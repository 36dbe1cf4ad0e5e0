//! Sleeper doubles for retry tests.

use std::sync::{Mutex, PoisonError};
use std::time::Duration;

use async_trait::async_trait;

use crate::domain::RetrySleeper;

/// Sleeper that returns immediately.
#[derive(Debug, Clone, Copy, Default)]
pub struct ImmediateSleeper;

#[async_trait]
impl RetrySleeper for ImmediateSleeper {
    async fn sleep(&self, _duration: Duration) {}
}

/// Sleeper that records requested delays and returns immediately.
#[derive(Default)]
pub struct RecordingSleeper(Mutex<Vec<Duration>>);

impl RecordingSleeper {
    /// Delays requested so far, in order.
    pub fn recorded(&self) -> Vec<Duration> {
        self.0.lock().unwrap_or_else(PoisonError::into_inner).clone()
    }
}

#[async_trait]
impl RetrySleeper for RecordingSleeper {
    async fn sleep(&self, duration: Duration) {
        self.0
            .lock()
            .unwrap_or_else(PoisonError::into_inner)
            .push(duration);
    }
}
//! Scenario bindings for the sync BDD tests.

use super::*;
use rstest_bdd_macros::scenario;

#[scenario(
    path = "tests/features/sync_scenarios.feature",
    name = "Selecting a user fetches their tasks once"
)]
fn selecting_a_user_fetches_their_tasks_once(world: SyncScenarioWorld) {
    drop(world);
}

#[scenario(
    path = "tests/features/sync_scenarios.feature",
    name = "Switching users resets the completion filter"
)]
fn switching_users_resets_the_completion_filter(world: SyncScenarioWorld) {
    drop(world);
}

#[scenario(
    path = "tests/features/sync_scenarios.feature",
    name = "A failed toggle reverts the task"
)]
fn a_failed_toggle_reverts_the_task(world: SyncScenarioWorld) {
    drop(world);
}

#[scenario(
    path = "tests/features/sync_scenarios.feature",
    name = "The server echo replaces the optimistic candidate"
)]
fn the_server_echo_replaces_the_optimistic_candidate(world: SyncScenarioWorld) {
    drop(world);
}
//! Domain ports and supporting types for the hexagonal boundary.

mod address_bar;
mod todo_api;

#[cfg(test)]
pub use address_bar::MockAddressBar;
pub use address_bar::{AddressBar, AddressBarError};
#[cfg(test)]
pub use todo_api::MockTodoApi;
pub use todo_api::{FetchError, FetchErrorKind, TodoApi};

******************************

What the task requires:
Each line of the records above that includes the string "ImmediateSleeper" should be counted. Report the total alone.

Task response:
2